Abstract

It has widely been acknowledged that no structures can be designed to be risk free, and therefore reliability analysis plays an essential role in the design of engineering structures. The recent focus has been placed on structures made of brittle heterogenous (a.k.a. quasibrittle) materials, such as ceramics, composites, concrete, rock, cold asphalt mixture, and many more at the microscale. This paper presents a level excursion model for the analysis of probabilistic failure of quasibrittle structures, in which the failure statistics is calculated as a first passage probability. The model captures both the spatial randomness of local material resistance and the random stress field induced by microstructures (e.g. randomly distributed flaws). The model represents a generalization of the classical weakest-link model at the continuum limit and it recovers the classical Weibull distribution as an asymptotic distribution function. The paper discusses two applications of the model. The model is first applied to the strength distribution of polycrystalline silicon (poly-Si) MEMS specimens.
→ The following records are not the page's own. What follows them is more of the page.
// src/report/write.rs

use rust_xlsxwriter::{
    Color, ColNum, Format, FormatAlign, FormatBorder, RowNum, Workbook, Worksheet, XlsxError,
};
use std::collections::{HashMap, HashSet};
use std::path::Path;
use tracing::{info, instrument};

use super::present::{Shade, SheetLayout};
use super::sheet::ReportSheet;
use crate::process::records::CellValue;

const HEADER_FILL: u32 = 0xD9D9D9;
const ODD_FILL: u32 = 0xDDEBF7;
const EVEN_FILL: u32 = 0xFFF2CC;
const MIN_WIDTH: usize = 8;
const MAX_WIDTH: usize = 50;

struct Formats {
    header: Format,
    odd: Format,
    even: Format,
}

impl Formats {
    fn new() -> Self {
        let cell = Format::new()
            .set_border(FormatBorder::Thin)
            .set_align(FormatAlign::VerticalCenter);
        Self {
            header: Format::new()
                .set_bold()
                .set_border(FormatBorder::Thin)
                .set_align(FormatAlign::Center)
                .set_background_color(Color::RGB(HEADER_FILL)),
            odd: cell.clone().set_background_color(Color::RGB(ODD_FILL)),
            even: cell.set_background_color(Color::RGB(EVEN_FILL)),
        }
    }

    fn shade(&self, shade: Shade) -> &Format {
        match shade {
            Shade::Odd => &self.odd,
            Shade::Even => &self.even,
        }
    }

    /// The data-row format for each row, in order.
    fn for_rows(&self, shades: &[Shade]) -> Vec<&Format> {
        shades.iter().map(|&s| self.shade(s)).collect()
    }
}

fn write_cell(
    ws: &mut Worksheet,
    row: RowNum,
    col: ColNum,
    value: &CellValue,
    format: &Format,
) -> Result<(), XlsxError> {
    match value {
        CellValue::Text(s) if s.is_empty() => ws.write_blank(row, col, format)?,
        CellValue::Text(s) => ws.write_string_with_format(row, col, s, format)?,
        CellValue::Integer(n) => ws.write_number_with_format(row, col, *n as f64, format)?,
    };
    Ok(())
}

/// Per data row, the fill its run was given. Rows outside any run keep the
/// first fill.
fn row_shades(layout: Option<&SheetLayout>, rows: usize) -> Vec<Shade> {
    let mut shades = vec![Shade::Odd; rows];
    if let Some(layout) = layout {
        for run in &layout.runs {
            for slot in shades.iter_mut().take(run.last + 1).skip(run.first) {
                *slot = run.shade;
            }
        }
    }
    shades
}

fn column_widths(sheet: &ReportSheet) -> Vec<f64> {
    (0..sheet.width())
        .map(|c| {
            let longest = sheet
                .rows
                .iter()
                .map(|r| r[c].to_string().chars().count())
                .chain(std::iter::once(sheet.header[c].chars().count()))
                .max()
                .unwrap_or(0);
            (longest + 2).clamp(MIN_WIDTH, MAX_WIDTH) as f64
        })
        .collect()
}

fn write_sheet(ws: &mut Worksheet, sheet: &ReportSheet, formats: &Formats) -> Result<(), XlsxError> {
    ws.set_name(&sheet.name)?;

    for (c, title) in sheet.header.iter().enumerate() {
        ws.write_string_with_format(0, c as ColNum, title, &formats.header)?;
    }
    for (c, width) in column_widths(sheet).into_iter().enumerate() {
        ws.set_column_width(c as ColNum, width)?;
    }
    ws.set_freeze_panes(1, 0)?;

    let layout = sheet.layout.as_ref();
    let row_formats = formats.for_rows(&row_shades(layout, sheet.rows.len()));

    // cells below the top of a merge are owned by merge_range
    let mut covered = HashSet::new();
    let mut merge_tops = HashMap::new();
    for m in layout.map(|l| l.merges.as_slice()).unwrap_or_default() {
        merge_tops.insert((m.first, m.col), m.last);
        for r in m.first + 1..=m.last {
            covered.insert((r, m.col));
        }
    }

    for (r, row) in sheet.rows.iter().enumerate() {
        let format = row_formats[r];
        let xr = (r + 1) as RowNum;
        for (c, value) in row.iter().enumerate() {
            if covered.contains(&(r, c)) {
                continue;
            }
            let xc = c as ColNum;
            if let Some(&last) = merge_tops.get(&(r, c)) {
                ws.merge_range(xr, xc, (last + 1) as RowNum, xc, "", format)?;
            }
            write_cell(ws, xr, xc, value, format)?;
        }
    }
    Ok(())
}

/// Writes every sheet into one workbook and saves it in a single step.
#[instrument(level = "info", skip(sheets, path), fields(path = %path.as_ref().display()))]
pub fn write_workbook<P: AsRef<Path>>(sheets: &[ReportSheet], path: P) -> Result<(), XlsxError> {
    let formats = Formats::new();
    let mut workbook = Workbook::new();
    for sheet in sheets {
        let ws = workbook.add_worksheet();
        write_sheet(ws, sheet, &formats)?;
    }
    workbook.save(path.as_ref())?;
    info!(sheets = sheets.len(), "saved workbook");
    Ok(())
}

#[cfg(test)]
mod tests {
    use super::*;
    use crate::report::present::{present, Run};
    use anyhow::Result;
    use calamine::{open_workbook, Data, Reader, Xlsx};
    use tempfile::tempdir;

    fn sample() -> ReportSheet {
        let row = |i: u64, g: &str, name: &str| {
            vec![
                CellValue::Integer(i),
                CellValue::Text(g.into()),
                CellValue::Text(name.into()),
            ]
        };
        let mut sheet = ReportSheet {
            name: "C1".into(),
            header: vec!["Counting".into(), "HomeID".into(), "Full Name".into()],
            rows: vec![
                row(1, "C1-0101", "An"),
                row(1, "C1-0101", "Bình"),
                row(2, "C1-0102", "Chi"),
            ],
            layout: None,
        };
        present(&mut sheet, &[0, 1], 1, 0);
        sheet
    }

    #[test]
    fn shades_cover_runs() {
        let layout = SheetLayout {
            runs: vec![
                Run { first: 0, last: 1, shade: Shade::Odd },
                Run { first: 2, last: 2, shade: Shade::Even },
            ],
            merges: vec![],
        };
        assert_eq!(
            row_shades(Some(&layout), 3),
            vec![Shade::Odd, Shade::Odd, Shade::Even]
        );
        assert_eq!(row_shades(None, 2), vec![Shade::Odd, Shade::Odd]);
    }

    #[test]
    fn rows_take_their_run_fill() {
        let sheet = sample();
        let formats = Formats::new();
        let shades = row_shades(sheet.layout.as_ref(), sheet.rows.len());
        let chosen = formats.for_rows(&shades);

        // display indices 1, 1, 2
        assert!(std::ptr::eq(chosen[0], &formats.odd));
        assert!(std::ptr::eq(chosen[1], &formats.odd));
        assert!(std::ptr::eq(chosen[2], &formats.even));
        assert_ne!(formats.odd, formats.even);
        assert_ne!(formats.odd, Format::new().set_background_color(Color::RGB(ODD_FILL)));
    }

    #[test]
    fn writes_values_and_merges() -> Result<()> {
        let dir = tempdir()?;
        let path = dir.path().join("out.xlsx");
        write_workbook(&[sample()], &path)?;

        let mut wb: Xlsx<_> = open_workbook(&path)?;
        let range = wb.worksheet_range("C1")?;
        assert_eq!(range.get_value((0, 1)), Some(&Data::String("HomeID".into())));
        assert_eq!(range.get_value((1, 0)), Some(&Data::Float(1.0)));
        assert_eq!(range.get_value((2, 2)), Some(&Data::String("Bình".into())));
        assert_eq!(range.get_value((3, 1)), Some(&Data::String("C1-0102".into())));

        wb.load_merged_regions()?;
        let mut merged: Vec<_> = wb
            .merged_regions_by_sheet("C1")
            .iter()
            .map(|(_, _, dims)| (dims.start, dims.end))
            .collect();
        merged.sort();
        assert_eq!(merged, vec![((1, 0), (2, 0)), ((1, 1), (2, 1))]);
        Ok(())
    }
}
It is shown that the model agrees well with the experimentally measured strength distributions of poly-Si MEMS specimens of different sizes. The model predicts a complete size effect curve of the mean structural strength transitioning from a vanishing size effect at the small-size limit to the classical Weibull size effect at the large-size limit. The second application is concerned with the left tail of strength distribution of quasibrittle structures. By taking into account both random stress and strength fields, the model is used to investigate the origin of the power-law tail distribution of structural strength.